Unboxing the NXP LPC845-BRK Board

I really love tiny and bread board friendly boards, especially if they are very affordable and can be use with Eclipse based tools. So I was excited to see the NXP LPC845-BRK board to be available at Mouser, so I ended up ordering multiple boards right away. Why multiple? Because they only cost CHF 5.95 (around $6)!

NXP LPC845-BRK Board

NXP LPC845-BRK Board

The boards arrived yesterday, so it is a perfect timing to have them (and more of it) integrated into the next semester university course material. So you will probably see a few more tutorials for this board.

lpc845-brk boards

lpc845-brk boards

Unboxing

The kit comes in a solid card box with:

  • the LPC845-BRK board
  • two 10pin headers
  • Micro USB cable
  • a smalls screwdriver
  • two 2pin jumpers and headers
  • getting started reference card
lpc845-brk kit content

lpc845-brk kit content

The board works out of the box and does not need any soldering, and the headers are provided in case I want to customize the board. I like the fact that the headers are supplied, plus I’m free what I want to solder to the board. Plus I can use different headers if I want to. I was puzzled by the screwdriver (what for?) until I realized that there is small potentiometer on the board :-).

LPC845-BRK Board

The main MCU on the board is the LPC845 in QFN48 package ( LPC845M301JBD4), an ARM Cortex-M0+, 30 MHz, 64 KB FLASH and 16 KB SRAM):

LPC84x Block Diagram

LPC84x Block Diagram (Source: NXP web site)

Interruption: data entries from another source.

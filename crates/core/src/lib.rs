//! Core types for the Strata record-replace core
//!
//! This crate defines the foundational types used throughout the system:
//! - Digest, Generation, SetId, NodeId, PartitionId: identifiers
//! - ConflictResolutionPolicy: how two copies of a record are ranked
//! - StorageLayout: memory vs device residency, single vs multi bin
//! - Origin / WriteBuffer: why a remote record arrived, where it is written
//! - Bin / BinValue: record data
//! - Error / StorageError / ResultCode: error taxonomy
//! - limits: size limits for bins and sets
//! - clock: void-time conversions

#![warn(missing_docs)]
#![warn(clippy::all)]

pub mod clock;
pub mod error;
pub mod limits;
pub mod types;
pub mod value;

pub use error::{Error, Result, ResultCode, StorageError};
pub use limits::LimitError;
pub use types::{
    ConflictResolutionPolicy, Digest, Generation, NodeId, Origin, PartitionId, SetId,
    StorageLayout, WriteBuffer,
};
pub use value::{Bin, BinValue, ParticleType};
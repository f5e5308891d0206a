//! Driver for the lift controller base board.
//!
//! The board is reached over I2C with a small fixed command set; see
//! [`board`] for the wire format and [`BaseBoard`] for the operations.

pub mod board;
pub mod command;
pub mod config;
pub mod error;
pub mod hw_trait;
pub mod tracing;
pub mod transport;

pub use board::BaseBoard;
pub use error::{Error, Result};
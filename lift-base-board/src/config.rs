//! Configuration management for lift-base-board.
//!
//! Settings come from an optional TOML file and can be overridden from the
//! command line:
//!
//! ```toml
//! [board]
//! bus = "/dev/i2c-1"
//! address = 0x20
//! ```

use serde::{Deserialize, Serialize};
use std::fs;
use std::path::Path;

use crate::error::{Error, Result};

/// Bus used when neither the file nor the command line names one.
pub const DEFAULT_BUS: &str = "/dev/i2c-1";

/// Top-level configuration file.
#[derive(Debug, Clone, Deserialize, Serialize)]
pub struct Config {
    /// Board connection
    pub board: BoardConfig,
}

/// Where to find the board.
#[derive(Debug, Clone, PartialEq, Eq, Deserialize, Serialize)]
pub struct BoardConfig {
    /// I2C bus name or device path
    #[serde(default = "default_bus")]
    pub bus: String,

    /// 7- or 10-bit bus address
    pub address: u16,
}

fn default_bus() -> String {
    DEFAULT_BUS.to_string()
}

impl Config {
    /// Parse configuration from TOML text.
    pub fn from_toml_str(text: &str) -> Result<Self> {
        toml::from_str(text).map_err(|e| Error::Config(e.to_string()))
    }

    /// Load configuration from a specific file.
    pub fn load_from(path: &Path) -> Result<Self> {
        let text = fs::read_to_string(path)
            .map_err(|e| Error::Config(format!("{}: {}", path.display(), e)))?;
        toml::from_str(&text).map_err(|e| Error::Config(format!("{}: {}", path.display(), e)))
    }
}

impl BoardConfig {
    /// Merge command-line overrides over an optional file.
    ///
    /// An address must come from one of the two.
    pub fn resolve(
        file: Option<Config>,
        bus: Option<String>,
        address: Option<u16>,
    ) -> Result<Self> {
        let file = file.map(|c| c.board);
        let bus = bus
            .or_else(|| file.as_ref().map(|b| b.bus.clone()))
            .unwrap_or_else(default_bus);
        let address = address
            .or_else(|| file.as_ref().map(|b| b.address))
            .ok_or_else(|| Error::Config("no board address configured".to_string()))?;
        Ok(Self { bus, address })
    }
}
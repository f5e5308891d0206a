//! Base board command set.
//!
//! Every transaction starts with one of these opcodes. The values are fixed
//! by the board firmware; note that they jump from 0x09 to 0x10.

use strum::{Display, EnumIter, FromRepr};

/// Opcode prefixed to every request frame.
#[derive(Debug, Clone, Copy, PartialEq, Eq, Hash, Display, EnumIter, FromRepr)]
#[strum(serialize_all = "kebab-case")]
#[repr(u8)]
pub enum Command {
    Ping = 0x01,
    GetVersion = 0x02,
    GetTemp = 0x03,
    SetWatchdog = 0x04,
    GetTime = 0x05,
    SetTime = 0x06,
    SetLed = 0x07,
    ReadButtons = 0x08,
    ReadBatteryLevel = 0x09,
    ReadVinLevel = 0x10,
    ReadDipSwitches = 0x11,
    BufferCount = 0x12,
    ReadBuffer1 = 0x13,
    ReadBuffer2 = 0x14,
    ReadBuffer3 = 0x15,
    ReadBuffer4 = 0x16,
    WriteBuffer1 = 0x17,
    WriteBuffer2 = 0x18,
    WriteBuffer3 = 0x19,
    WriteBuffer4 = 0x20,
}

impl Command {
    /// Wire value of this opcode.
    pub fn opcode(self) -> u8 {
        self as u8
    }

    /// Read command for serial buffer `id` (1..=4).
    pub fn read_buffer(id: u8) -> Option<Self> {
        match id {
            1 => Some(Self::ReadBuffer1),
            2 => Some(Self::ReadBuffer2),
            3 => Some(Self::ReadBuffer3),
            4 => Some(Self::ReadBuffer4),
            _ => None,
        }
    }

    /// Write command for serial buffer `id` (1..=4).
    pub fn write_buffer(id: u8) -> Option<Self> {
        match id {
            1 => Some(Self::WriteBuffer1),
            2 => Some(Self::WriteBuffer2),
            3 => Some(Self::WriteBuffer3),
            4 => Some(Self::WriteBuffer4),
            _ => None,
        }
    }

    /// Payload length carried in both directions, excluding the opcode byte.
    ///
    /// `None` for the serial buffer commands, where the caller picks the
    /// length per call.
    pub fn payload_len(self) -> Option<usize> {
        match self {
            Self::SetLed | Self::ReadButtons => Some(1),
            Self::GetVersion
            | Self::SetWatchdog
            | Self::ReadBatteryLevel
            | Self::ReadVinLevel => Some(2),
            Self::ReadDipSwitches => Some(3),
            Self::Ping
            | Self::GetTemp
            | Self::GetTime
            | Self::SetTime
            | Self::BufferCount => Some(4),
            Self::ReadBuffer1
            | Self::ReadBuffer2
            | Self::ReadBuffer3
            | Self::ReadBuffer4
            | Self::WriteBuffer1
            | Self::WriteBuffer2
            | Self::WriteBuffer3
            | Self::WriteBuffer4 => None,
        }
    }
}

#[cfg(test)]
mod tests {
    use super::*;
    use std::collections::HashSet;
    use strum::IntoEnumIterator;
    use test_case::test_case;

    #[test]
    fn test_opcodes_are_unique() {
        let opcodes: HashSet<u8> = Command::iter().map(Command::opcode).collect();
        assert_eq!(opcodes.len(), Command::iter().count());
    }

    #[test_case(Command::Ping, 0x01)]
    #[test_case(Command::ReadBatteryLevel, 0x09)]
    #[test_case(Command::ReadVinLevel, 0x10)]
    #[test_case(Command::ReadDipSwitches, 0x11)]
    #[test_case(Command::WriteBuffer3, 0x19)]
    #[test_case(Command::WriteBuffer4, 0x20)]
    fn test_wire_values(command: Command, opcode: u8) {
        assert_eq!(command.opcode(), opcode);
    }

    #[test]
    fn test_buffer_lookup() {
        assert_eq!(Command::read_buffer(1), Some(Command::ReadBuffer1));
        assert_eq!(Command::read_buffer(4), Some(Command::ReadBuffer4));
        assert_eq!(Command::write_buffer(2), Some(Command::WriteBuffer2));
        assert_eq!(Command::write_buffer(4), Some(Command::WriteBuffer4));

        for id in [0, 5, 42, u8::MAX] {
            assert_eq!(Command::read_buffer(id), None);
            assert_eq!(Command::write_buffer(id), None);
        }
    }

    #[test]
    fn test_only_buffer_commands_have_variable_length() {
        for command in Command::iter() {
            let is_buffer = (1..=4).any(|id| {
                Command::read_buffer(id) == Some(command)
                    || Command::write_buffer(id) == Some(command)
            });
            assert_eq!(command.payload_len().is_none(), is_buffer, "{command}");
        }
    }

    #[test]
    fn test_display_names() {
        assert_eq!(Command::GetVersion.to_string(), "get-version");
        assert_eq!(Command::ReadVinLevel.to_string(), "read-vin-level");
    }
}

The board has a ‘break-apart’ touch area: if I don’t need it, I can make the board smaller. it includes a potentiometer, an RGB LED, three push buttons (Reset, user and ISP). Plus most important: the LPC11U35 acting as a debug probe:

LPC845-BRK Board Components

LPC845-BRK Board Components

I can use the LPC845 with an external debug probe: for this I have to solder a jumper plus the 2×5 header. All the three buttons can be used as user buttons, so technically there are three of them. There is as well a jumper for an ammeter to measure the current used.

Software and Tools

There is no dedicated MCUXpresso SDK for that board (yet?), so I have downloaded the one for the device from http://mcuxpresso.nxp.com/:

SDK for LPC845

SDK for LPC845

With drag&drop I added it to the NXP MCUXpresso IDE 10.3.0:

Installed SDK for LPC845

Installed SDK for LPC845

On the LPC845-BRK web site there is a zip file with examples which I have imported into the MCUXpresso IDE:

examples

examples

When plugged in, the board enumerates with a virtual COM port which is a gateway to the LPC845 UART:

Virtual COM Port

Virtual COM Port

I was able to debug the board out of the box, the board is recognized as CMSIS-DAP debug probe:

linkserver

linkserver

And voilà: I’m debugging it 🙂

Debugging with MCUXpresso IDE

Debugging with MCUXpresso IDE

Summary

I really like that board. It is of good quality with a lot of value. It has a on-board debugger and even the possibility to use it directly with a J-Link or P&E Multilink if I wish so. The board is small, can be hooked on a bread board and can be made even smaller with removing the touch pad. The Cortex-M0+ is not the fastest and biggest MCU on the planet, but provides enough processing power for many smaller applications. I plan to follow-up with more tutorials in the next days and weeks. Until then, see the tutorials listed in the Links section below.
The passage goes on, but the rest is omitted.